Em Bangladesh, testes de poços, rotulagem de fontes inseguros, perfuração de poços privados e instalação de poços governamentais mais profundos já melhoraram a segurança da água para muitas comunidades.
“Nossas descobertas agora podem ajudar a convencer os formuladores de políticas em Bangladesh e em outros países a tomarem ações urgentes em ‘pontos quentes’ de arsênio”, disse o coautor Kazi Matin Ahmed, da Universidade de Dhaka.
Para alcançar mais lares, a equipe de pesquisa está colaborando com o governo de Bangladesh para facilitar o acesso aos dados sobre poços. Eles estão testando o NOLKUP (“poço profundo” em bengali), um aplicativo móvel gratuito criado a partir de mais de seis milhões de testes de poços. Os usuários podem pesquisar poços individuais, revisar níveis de arsênio e profundidades, e localizar opções mais seguras nas proximidades. A ferramenta também auxilia as autoridades a identificar comunidades que necessitam de novos ou mais profundos poços.
Investimentos em Água Limpa Podem Salvar Vidas
O estudo mostra que os riscos à saúde podem diminuir mesmo para aqueles que estiveram expostos ao arsênio por anos. Isso destaca uma oportunidade importante: investir em soluções de água limpa pode salvar vidas dentro de uma única geração.
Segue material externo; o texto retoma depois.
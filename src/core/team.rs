//! Team identity and per-team data storage.
//!
//! ## TeamId
//!
//! Type-safe identifier for the two competing teams. Turn ownership is
//! derived from the 1-based question index: odd questions belong to Team A.
//!
//! ## TeamMap
//!
//! Fixed two-slot per-team storage with O(1) access. Supports iteration
//! and indexing by `TeamId`.

use serde::{Deserialize, Serialize};
use std::ops::{Index, IndexMut};

/// Identifier for one of the two competing teams.
#[derive(Clone, Copy, Debug, PartialEq, Eq, Hash, Serialize, Deserialize)]
pub enum TeamId {
    A,
    B,
}

impl TeamId {
    /// Both team IDs, in display order.
    pub const ALL: [TeamId; 2] = [TeamId::A, TeamId::B];

    /// The other team.
    #[must_use]
    pub const fn opponent(self) -> Self {
        match self {
            TeamId::A => TeamId::B,
            TeamId::B => TeamId::A,
        }
    }

    /// The team that answers the given question (1-based).
    ///
    /// Questions alternate strictly; odd indices belong to Team A.
    ///
    /// ```
    /// use quiz_ladder::core::TeamId;
    ///
    /// assert_eq!(TeamId::acting_for_question(1), TeamId::A);
    /// assert_eq!(TeamId::acting_for_question(2), TeamId::B);
    /// assert_eq!(TeamId::acting_for_question(7), TeamId::A);
    /// ```
    #[must_use]
    pub const fn acting_for_question(question_index: u32) -> Self {
        if question_index % 2 == 1 {
            TeamId::A
        } else {
            TeamId::B
        }
    }

    /// Short key form used in wire payloads ("A" or "B").
    #[must_use]
    pub const fn key(self) -> &'static str {
        match self {
            TeamId::A => "A",
            TeamId::B => "B",
        }
    }
}

impl std::fmt::Display for TeamId {
    fn fmt(&self, f: &mut std::fmt::Formatter<'_>) -> std::fmt::Result {
        write!(f, "Team {}", self.key())
    }
}

/// A selectable team mascot.
#[derive(Clone, Debug, PartialEq, Eq, Serialize, Deserialize)]
pub struct Character {
    /// Stable identifier ("owl", "robot", ...).
    pub id: String,
    /// Display name.
    pub name: String,
    /// Asset path for the portrait image.
    pub image: String,
}

impl Character {
    /// Create a character entry.
    pub fn new(id: impl Into<String>, name: impl Into<String>, image: impl Into<String>) -> Self {
        Self {
            id: id.into(),
            name: name.into(),
            image: image.into(),
        }
    }

    /// The built-in selectable roster.
    #[must_use]
    pub fn roster() -> Vec<Character> {
        vec![
            Character::new("mouse", "Mind Master", "/characters/mouse.png"),
            Character::new("cat", "Swift Cat", "/characters/cat.png"),
            Character::new("owl", "Wise Owl", "/characters/owl.png"),
            Character::new("robot", "Techno Robot", "/characters/robot.png"),
            Character::new("dragon", "Space Explorer", "/characters/dragon.png"),
            Character::new("wizard", "Music Dragon", "/characters/wizard.png"),
        ]
    }
}

/// One competing team: identity plus score and ladder progress.
///
/// `ladder_position` is unsigned, so it can never go below zero;
/// effects that dock steps use saturating arithmetic.
#[derive(Clone, Debug, PartialEq, Eq, Serialize, Deserialize)]
pub struct Team {
    pub id: TeamId,
    pub name: String,
    pub character: Option<Character>,
    /// Count of correctly answered questions.
    pub score: u32,
    /// Current rung on the ladder, starting at 0.
    pub ladder_position: u32,
}

impl Team {
    /// Create a team with the default display name ("Team A" / "Team B").
    #[must_use]
    pub fn new(id: TeamId) -> Self {
        Self {
            id,
            name: id.to_string(),
            character: None,
            score: 0,
            ladder_position: 0,
        }
    }

    /// Set a custom display name.
    #[must_use]
    pub fn with_name(mut self, name: impl Into<String>) -> Self {
        self.name = name.into();
        self
    }

    /// Set the chosen character.
    #[must_use]
    pub fn with_character(mut self, character: Character) -> Self {
        self.character = Some(character);
        self
    }

    /// Move up the ladder.
    pub fn advance(&mut self, steps: u32) {
        self.ladder_position += steps;
    }

    /// Move down the ladder, clamping at 0.
    pub fn dock(&mut self, steps: u32) {
        self.ladder_position = self.ladder_position.saturating_sub(steps);
    }

    /// Record a correct answer: one score point plus the earned steps.
    pub fn record_correct(&mut self, steps: u32) {
        self.score += 1;
        self.advance(steps);
    }
}

/// Per-team data storage with O(1) access.
///
/// Exactly two slots, indexed by `TeamId`.
///
/// ## Example
///
/// ```
/// use quiz_ladder::core::{TeamId, TeamMap};
///
/// let mut counts: TeamMap<u32> = TeamMap::with_value(0);
/// counts[TeamId::A] += 1;
/// assert_eq!(counts[TeamId::A], 1);
/// assert_eq!(counts[TeamId::B], 0);
/// ```
#[derive(Clone, Debug, Default, PartialEq, Eq, Hash, Serialize, Deserialize)]
pub struct TeamMap<T> {
    a: T,
    b: T,
}

impl<T> TeamMap<T> {
    /// Create a map from explicit per-team values.
    #[must_use]
    pub const fn new(a: T, b: T) -> Self {
        Self { a, b }
    }

    /// Create a map with values from a factory function.
    pub fn from_fn(factory: impl Fn(TeamId) -> T) -> Self {
        Self {
            a: factory(TeamId::A),
            b: factory(TeamId::B),
        }
    }

    /// Create a map with both entries set to the same value.
    pub fn with_value(value: T) -> Self
    where
        T: Clone,
    {
        Self {
            a: value.clone(),
            b: value,
        }
    }

    /// Get a reference to a team's entry.
    #[must_use]
    pub const fn get(&self, team: TeamId) -> &T {
        match team {
            TeamId::A => &self.a,
            TeamId::B => &self.b,
        }
    }

    /// Get a mutable reference to a team's entry.
    pub fn get_mut(&mut self, team: TeamId) -> &mut T {
        match team {
            TeamId::A => &mut self.a,
            TeamId::B => &mut self.b,
        }
    }

    /// Iterate over (TeamId, &T) pairs in A, B order.
    pub fn iter(&self) -> impl Iterator<Item = (TeamId, &T)> {
        [(TeamId::A, &self.a), (TeamId::B, &self.b)].into_iter()
    }

    /// Build a new map by transforming each entry.
    pub fn map<U>(&self, f: impl Fn(TeamId, &T) -> U) -> TeamMap<U> {
        TeamMap {
            a: f(TeamId::A, &self.a),
            b: f(TeamId::B, &self.b),
        }
    }
}

impl TeamMap<Team> {
    /// Fresh pair of teams with default names and zeroed progress.
    #[must_use]
    pub fn fresh() -> Self {
        Self::from_fn(Team::new)
    }

    /// Teams ordered by ladder position, highest first, for the results view.
    #[must_use]
    pub fn standings(&self) -> [&Team; 2] {
        if self.b.ladder_position > self.a.ladder_position {
            [&self.b, &self.a]
        } else {
            [&self.a, &self.b]
        }
    }
}

impl<T> Index<TeamId> for TeamMap<T> {
    type Output = T;

    fn index(&self, team: TeamId) -> &Self::Output {
        self.get(team)
    }
}

impl<T> IndexMut<TeamId> for TeamMap<T> {
    fn index_mut(&mut self, team: TeamId) -> &mut Self::Output {
        self.get_mut(team)
    }
}

#[cfg(test)]
mod tests {
    use super::*;

    #[test]
    fn test_team_id_basics() {
        assert_eq!(TeamId::A.opponent(), TeamId::B);
        assert_eq!(TeamId::B.opponent(), TeamId::A);
        assert_eq!(format!("{}", TeamId::A), "Team A");
        assert_eq!(TeamId::B.key(), "B");
    }

    #[test]
    fn test_turn_alternation_odd_is_a() {
        assert_eq!(TeamId::acting_for_question(1), TeamId::A);
        assert_eq!(TeamId::acting_for_question(2), TeamId::B);
        assert_eq!(TeamId::acting_for_question(3), TeamId::A);
        assert_eq!(TeamId::acting_for_question(10), TeamId::B);
    }

    #[test]
    fn test_team_defaults() {
        let team = Team::new(TeamId::B);
        assert_eq!(team.name, "Team B");
        assert_eq!(team.score, 0);
        assert_eq!(team.ladder_position, 0);
        assert!(team.character.is_none());
    }

    #[test]
    fn test_team_builder() {
        let character = Character::roster().remove(2);
        let team = Team::new(TeamId::A)
            .with_name("Quiz Wizards")
            .with_character(character.clone());

        assert_eq!(team.name, "Quiz Wizards");
        assert_eq!(team.character, Some(character));
    }

    #[test]
    fn test_dock_clamps_at_zero() {
        let mut team = Team::new(TeamId::A);
        team.advance(3);
        team.dock(5);
        assert_eq!(team.ladder_position, 0);
    }

    #[test]
    fn test_record_correct() {
        let mut team = Team::new(TeamId::A);
        team.record_correct(3);
        team.record_correct(1);
        assert_eq!(team.score, 2);
        assert_eq!(team.ladder_position, 4);
    }

    #[test]
    fn test_team_map_access() {
        let mut map: TeamMap<u32> = TeamMap::new(1, 2);
        assert_eq!(map[TeamId::A], 1);
        assert_eq!(map[TeamId::B], 2);

        map[TeamId::B] = 7;
        assert_eq!(map[TeamId::B], 7);
    }

    #[test]
    fn test_team_map_iter_order() {
        let map: TeamMap<u32> = TeamMap::from_fn(|t| match t {
            TeamId::A => 10,
            TeamId::B => 20,
        });

        let pairs: Vec<_> = map.iter().collect();
        assert_eq!(pairs, vec![(TeamId::A, &10), (TeamId::B, &20)]);
    }

    #[test]
    fn test_team_map_map() {
        let map: TeamMap<u32> = TeamMap::new(2, 5);
        let doubled = map.map(|_, v| v * 2);
        assert_eq!(doubled[TeamId::A], 4);
        assert_eq!(doubled[TeamId::B], 10);
    }

    #[test]
    fn test_standings_highest_first() {
        let mut teams = TeamMap::fresh();
        teams[TeamId::B].advance(12);
        teams[TeamId::A].advance(4);

        let standings = teams.standings();
        assert_eq!(standings[0].id, TeamId::B);
        assert_eq!(standings[1].id, TeamId::A);
    }

    #[test]
    fn test_standings_tie_keeps_a_first() {
        let mut teams = TeamMap::fresh();
        teams[TeamId::A].advance(5);
        teams[TeamId::B].advance(5);

        let standings = teams.standings();
        assert_eq!(standings[0].id, TeamId::A);
    }

    #[test]
    fn test_roster_has_six_unique_entries() {
        let roster = Character::roster();
        assert_eq!(roster.len(), 6);

        let mut ids: Vec<_> = roster.iter().map(|c| c.id.as_str()).collect();
        ids.sort_unstable();
        ids.dedup();
        assert_eq!(ids.len(), 6);
    }

    #[test]
    fn test_team_map_serialization() {
        let map: TeamMap<u32> = TeamMap::new(3, 4);
        let json = serde_json::to_string(&map).unwrap();
        let deserialized: TeamMap<u32> = serde_json::from_str(&json).unwrap();
        assert_eq!(map, deserialized);
    }
}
“O financiamento sustentável para apoiar a coleta, armazenamento e manutenção de amostras e dados preciosos ao longo de mais de 20 anos tornou este trabalho criticamente importante possível”, disse Ana Navas-Acien, MD, PhD, Professora e Presidente de Ciências da Saúde Ambiental na Escola de Saúde Pública Mailman da Columbia. “A ciência é difícil e houve desafios e contratempos ao longo do caminho, mas conseguimos manter a integridade das amostras e dos dados mesmo quando o financiamento foi interrompido, o que nos permitiu revelar que prevenir a exposição ao arsênio pode prevenir doenças.”
A equipe do estudo incluiu pesquisadores da Escola de Saúde Pública Mailman da Universidade de Columbia, da Escola de Medicina Grossman da Universidade de Nova York, do Observatório Lamont-Doherty, da Escola de Saúde Pública da Universidade de Boston, do Departamento de Geologia da Universidade de Dhaka e do Instituto de População e Saúde de Precisão da Universidade de Chicago.
O projeto HEALS foi lançado pela Universidade de Columbia através do Programa de Pesquisa Superfund do Instituto Nacional de Ciências da Saúde Ambiental, com a maioria dos colaboradores nos EUA baseados em Columbia quando o estudo começou.